- Exercise instructions
Starting at the top of the entries, restate word for word each line up to and including the one with "use crate::summary::RunSummary;".
+ + + +
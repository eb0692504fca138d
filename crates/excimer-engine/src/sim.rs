//! The simulation driver: state machine, event dispatch, and the run loop.

use std::error::Error;
use std::fmt;
use std::fmt::Write as _;

use rand::SeedableRng;
use rand_chacha::ChaCha8Rng;

use excimer_core::{Coords, InstanceId, ParticleTag};
use excimer_lattice::Lattice;

use crate::calculator::{compute_next_event, RateParams};
use crate::config::{ConfigError, SimConfig};
use crate::diag::DiagnosticSink;
use crate::event::{EventKind, ScheduledEvent};
use crate::particle::ParticleRegistry;
use crate::recalc::{affected_particles, RecalcPolicy};
use crate::schedule::{EventChoice, EventSchedule};
use crate::summary::RunSummary;

/// Interval (events) between full consistency scans in debug builds.
const INVARIANT_SCAN_INTERVAL: u64 = 4096;

/// Lifecycle of a simulation instance.
///
/// Construction performs the Uninitialized -> Ready transition (lattice
/// built, energies assigned, initial creation event sampled), so a
/// `Simulation` value is never observable before Ready.
#[derive(Clone, Copy, Debug, PartialEq, Eq)]
pub enum SimState {
    /// Constructed and validated; no event executed yet.
    Ready,
    /// At least one event executed; termination not yet reached.
    Running,
    /// The target recombination count has been reached.
    Finished,
}

/// Errors from executing a simulation step.
///
/// Both variants stop the run; the driver still exposes the counters and
/// statistics gathered so far (via [`Simulation::summary`]) for
/// postmortem analysis.
#[derive(Clone, Debug, PartialEq)]
pub enum StepError {
    /// A creation event fired with every lattice site occupied.
    LatticeFull,
    /// A hop's destination became occupied between calculation and
    /// execution. Not retried: local repair cannot restore full
    /// consistency without a broader recalculation pass.
    StaleHop {
        /// The particle whose hop went stale.
        tag: ParticleTag,
        /// The now-occupied destination.
        destination: Coords,
    },
}

impl fmt::Display for StepError {
    fn fmt(&self, f: &mut fmt::Formatter<'_>) -> fmt::Result {
        match self {
            Self::LatticeFull => write!(f, "no unoccupied site available for creation"),
            Self::StaleHop { tag, destination } => write!(
                f,
                "hop of exciton {tag} is stale: destination {destination} is occupied"
            ),
        }
    }
}

impl Error for StepError {}

/// One kinetic Monte Carlo simulation instance.
///
/// Strictly sequential: each step's candidate computation depends on the
/// fully mutated post-step state. All rate parameters and scratch state
/// live on the instance, so independent instances (distinct
/// [`InstanceId`]s) can run concurrently with no shared mutable state.
pub struct Simulation {
    config: SimConfig,
    instance: InstanceId,
    lattice: Lattice,
    registry: ParticleRegistry,
    schedule: EventSchedule,
    rate_params: RateParams,
    recalc: RecalcPolicy,
    rng: ChaCha8Rng,
    clock: f64,
    state: SimState,
    /// Per-instance creation rate (1/s), derived from the volumetric
    /// generation rate and the lattice volume.
    generation_rate: f64,
    events_executed: u64,
    created: u64,
    recombined: u64,
    displacements: Vec<f64>,
    sink: Option<Box<dyn DiagnosticSink>>,
}

impl Simulation {
    /// Build a Ready instance from a validated configuration.
    ///
    /// Validates the config, builds the lattice, assigns site energies
    /// from the instance RNG stream (`seed ^ instance_id`), and samples
    /// the initial creation event.
    pub fn new(config: SimConfig, instance: InstanceId) -> Result<Self, ConfigError> {
        config.validate()?;
        let mut lattice = Lattice::new(config.lattice.clone())?;
        let mut rng = ChaCha8Rng::seed_from_u64(config.seed ^ instance.0);
        let energies = config.disorder.assign(lattice.site_count(), &mut rng);
        lattice.set_energies(energies)?;

        // Volumetric rate (cm^-3 s^-1) times the simulated volume; the
        // unit size is in nm, hence the 1e-7 nm -> cm conversion.
        let site_volume_cm3 = (1e-7 * lattice.unit_size()).powi(3);
        let generation_rate = config.generation_rate * lattice.site_count() as f64 * site_volume_cm3;

        let rate_params = RateParams {
            temperature: config.temperature,
            hop_prefactor: config.hop_prefactor,
            hop_cutoff: config.hop_cutoff,
            cutoff_tolerance: config.cutoff_tolerance,
            hop_range: (config.hop_cutoff / lattice.unit_size()).ceil() as i32,
        };
        let recalc = RecalcPolicy {
            selective: config.selective_recalc,
            cutoff: config.recalc_cutoff,
        };
        let creation = ScheduledEvent::sample(EventKind::Creation, generation_rate, 0.0, &mut rng);
        Ok(Self {
            config,
            instance,
            lattice,
            registry: ParticleRegistry::new(),
            schedule: EventSchedule::new(creation),
            rate_params,
            recalc,
            rng,
            clock: 0.0,
            state: SimState::Ready,
            generation_rate,
            events_executed: 0,
            created: 0,
            recombined: 0,
            displacements: Vec::new(),
            sink: None,
        })
    }

    /// Attach a diagnostic sink receiving per-event narration.
    ///
    /// Sinks observe only; attaching one never changes the outcome.
    pub fn set_sink(&mut self, sink: Box<dyn DiagnosticSink>) {
        self.sink = Some(sink);
    }

    /// Execute the globally earliest scheduled event.
    ///
    /// Advances the clock to the event's execution time, dispatches on
    /// its kind, recalculates affected particles, and checks the
    /// termination condition. Returns `Ok(false)` once the instance is
    /// finished (including on the finishing call itself).
    ///
    /// # Errors
    ///
    /// [`StepError::LatticeFull`] and [`StepError::StaleHop`] stop the
    /// run; gathered statistics remain readable.
    pub fn execute_next_event(&mut self) -> Result<bool, StepError> {
        if self.state == SimState::Finished {
            return Ok(false);
        }
        self.state = SimState::Running;
        let (choice, time) = self.schedule.next();
        debug_assert!(
            time >= self.clock,
            "clock must be non-decreasing: {} -> {time}",
            self.clock
        );
        self.clock = time;
        match choice {
            EventChoice::Creation => self.execute_creation()?,
            EventChoice::Particle(tag) => {
                let event = *self
                    .schedule
                    .get(tag)
                    .expect("chosen particle has a scheduled event");
                match event.kind {
                    EventKind::Creation => {
                        unreachable!("creation is scheduled in its own slot")
                    }
                    EventKind::Hop {
                        destination,
                        displacement,
                    } => self.execute_hop(tag, destination, displacement)?,
                    EventKind::Recombination => self.execute_recombination(tag),
                }
            }
        }
        self.events_executed += 1;
        if cfg!(debug_assertions) && self.events_executed % INVARIANT_SCAN_INTERVAL == 0 {
            self.assert_invariants();
        }
        if self.recombined >= self.config.target_recombinations {
            self.state = SimState::Finished;
            return Ok(false);
        }
        Ok(true)
    }

    /// Run until finished and return the final statistics.
    ///
    /// On a step error the loop stops and the error is returned; partial
    /// statistics stay available through [`summary`](Self::summary).
    pub fn run(&mut self) -> Result<RunSummary, StepError> {
        while self.execute_next_event()? {}
        Ok(self.summary())
    }

    fn execute_creation(&mut self) -> Result<(), StepError> {
        let coords = self
            .lattice
            .random_unoccupied(&mut self.rng)
            .map_err(|_| StepError::LatticeFull)?;
        let tag = self
            .registry
            .insert(self.clock, coords, 1.0 / self.config.lifetime);
        self.lattice.set_occupied(coords);
        self.created += 1;
        self.narrate(|| format!("exciton {tag} created at {coords}"));
        // Includes the new particle itself (distance zero), which gives
        // it its first scheduled event.
        self.recalculate_around(coords, coords);
        let creation = ScheduledEvent::sample(
            EventKind::Creation,
            self.generation_rate,
            self.clock,
            &mut self.rng,
        );
        self.schedule.set_creation(creation);
        Ok(())
    }

    fn execute_hop(
        &mut self,
        tag: ParticleTag,
        destination: Coords,
        displacement: [i32; 3],
    ) -> Result<(), StepError> {
        // Under selective recalculation a mis-sized radius can leave
        // this event pointing at a site that filled in the meantime.
        // Fail without mutating.
        if self.lattice.is_occupied(destination) {
            return Err(StepError::StaleHop { tag, destination });
        }
        let particle = self.registry.get_mut(tag).expect("hopping particle is live");
        let origin = particle.coords;
        particle.record_hop(displacement, destination);
        self.lattice.clear_occupied(origin);
        self.lattice.set_occupied(destination);
        self.narrate(|| format!("exciton {tag} hopped from {origin} to {destination}"));
        self.recalculate_around(origin, destination);
        Ok(())
    }

    fn execute_recombination(&mut self, tag: ParticleTag) {
        let particle = self
            .registry
            .remove(tag)
            .expect("recombining particle is live");
        self.schedule
            .remove(tag)
            .expect("recombining particle has a scheduled event");
        let site = particle.coords;
        self.lattice.clear_occupied(site);
        if self.config.record_displacements {
            self.displacements
                .push(particle.displacement_nm(self.lattice.unit_size()));
        }
        self.recombined += 1;
        self.narrate(|| format!("exciton {tag} recombined at {site}"));
        self.recalculate_around(site, site);
    }

    /// Recompute the scheduled event of every particle near the touched
    /// sites (or of every particle, in full-recalculation mode).
    fn recalculate_around(&mut self, site_a: Coords, site_b: Coords) {
        let affected =
            affected_particles(&self.registry, &self.lattice, &self.recalc, site_a, site_b);
        for tag in affected {
            let particle = self.registry.get(tag).expect("affected particle is live");
            let event = compute_next_event(
                &self.lattice,
                &self.rate_params,
                particle,
                self.clock,
                &mut self.rng,
            );
            self.schedule.schedule(tag, event);
        }
    }

    fn narrate(&mut self, message: impl FnOnce() -> String) {
        if let Some(sink) = self.sink.as_mut() {
            sink.record(&message());
        }
    }

    /// Current lifecycle state.
    pub fn state(&self) -> SimState {
        self.state
    }

    /// Current simulation clock, in seconds.
    pub fn clock(&self) -> f64 {
        self.clock
    }

    /// Events executed so far.
    pub fn events_executed(&self) -> u64 {
        self.events_executed
    }

    /// Particles created so far.
    pub fn particles_created(&self) -> u64 {
        self.created
    }

    /// Particles recombined so far.
    pub fn particles_recombined(&self) -> u64 {
        self.recombined
    }

    /// Number of currently live particles.
    pub fn live_particle_count(&self) -> usize {
        self.registry.len()
    }

    /// Number of currently scheduled events, counting the creation slot.
    /// Always `live_particle_count() + 1`.
    pub fn scheduled_event_count(&self) -> usize {
        self.schedule.len()
    }

    /// The lattice, for read-only inspection.
    pub fn lattice(&self) -> &Lattice {
        &self.lattice
    }

    /// Displacement samples (nm) recorded so far.
    pub fn diffusion_data(&self) -> &[f64] {
        &self.displacements
    }

    /// Snapshot of the statistics gathered so far.
    ///
    /// Valid at any completed-event boundary, including after a step
    /// error stopped the run.
    pub fn summary(&self) -> RunSummary {
        RunSummary {
            events_executed: self.events_executed,
            simulated_time: self.clock,
            particles_created: self.created,
            particles_recombined: self.recombined,
            displacements_nm: self.displacements.clone(),
        }
    }

    /// Human-readable status snapshot, one line per fact, prefixed with
    /// the instance id.
    pub fn status_report(&self) -> String {
        let id = self.instance;
        let mut out = String::new();
        let _ = writeln!(out, "{id}: time = {:.6e} s", self.clock);
        let _ = writeln!(
            out,
            "{id}: {} excitons created, {} events executed",
            self.created, self.events_executed
        );
        let _ = writeln!(out, "{id}: {} excitons in the lattice", self.registry.len());
        for particle in self.registry.iter() {
            let _ = writeln!(out, "{id}: exciton {} is at {}", particle.tag, particle.coords);
        }
        out
    }

    /// Full consistency scan.
    ///
    /// Asserts the one-event-per-particle pairing and that the set of
    /// occupied sites is exactly the set of live particle positions (so
    /// no two particles share a site). Violations are programming
    /// errors and panic.
    pub fn assert_invariants(&self) {
        self.schedule.assert_paired(&self.registry);
        let occupied = (0..self.lattice.site_count())
            .filter(|&i| self.lattice.is_occupied(self.lattice.site_coords(i)))
            .count();
        assert_eq!(
            occupied,
            self.registry.len(),
            "occupied-site count must equal live-particle count"
        );
        assert_eq!(occupied, self.lattice.occupancy_count());
        for particle in self.registry.iter() {
            assert!(
                self.lattice.is_occupied(particle.coords),
                "particle {} site {} not marked occupied",
                particle.tag,
                particle.coords
            );
        }
    }
}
+ + + +
- Answer box
repository eb0692504fca138d
filename crates/excimer-engine/src/sim.rs
//! The simulation driver: state machine, event dispatch, and the run loop.

use std::error::Error;
use std::fmt;
use std::fmt::Write as _;

use rand::SeedableRng;
use rand_chacha::ChaCha8Rng;

use excimer_core::{Coords, InstanceId, ParticleTag};
use excimer_lattice::Lattice;

use crate::calculator::{compute_next_event, RateParams};
use crate::config::{ConfigError, SimConfig};
use crate::diag::DiagnosticSink;
use crate::event::{EventKind, ScheduledEvent};
use crate::particle::ParticleRegistry;
use crate::recalc::{affected_particles, RecalcPolicy};
use crate::schedule::{EventChoice, EventSchedule};
use crate::summary::RunSummary;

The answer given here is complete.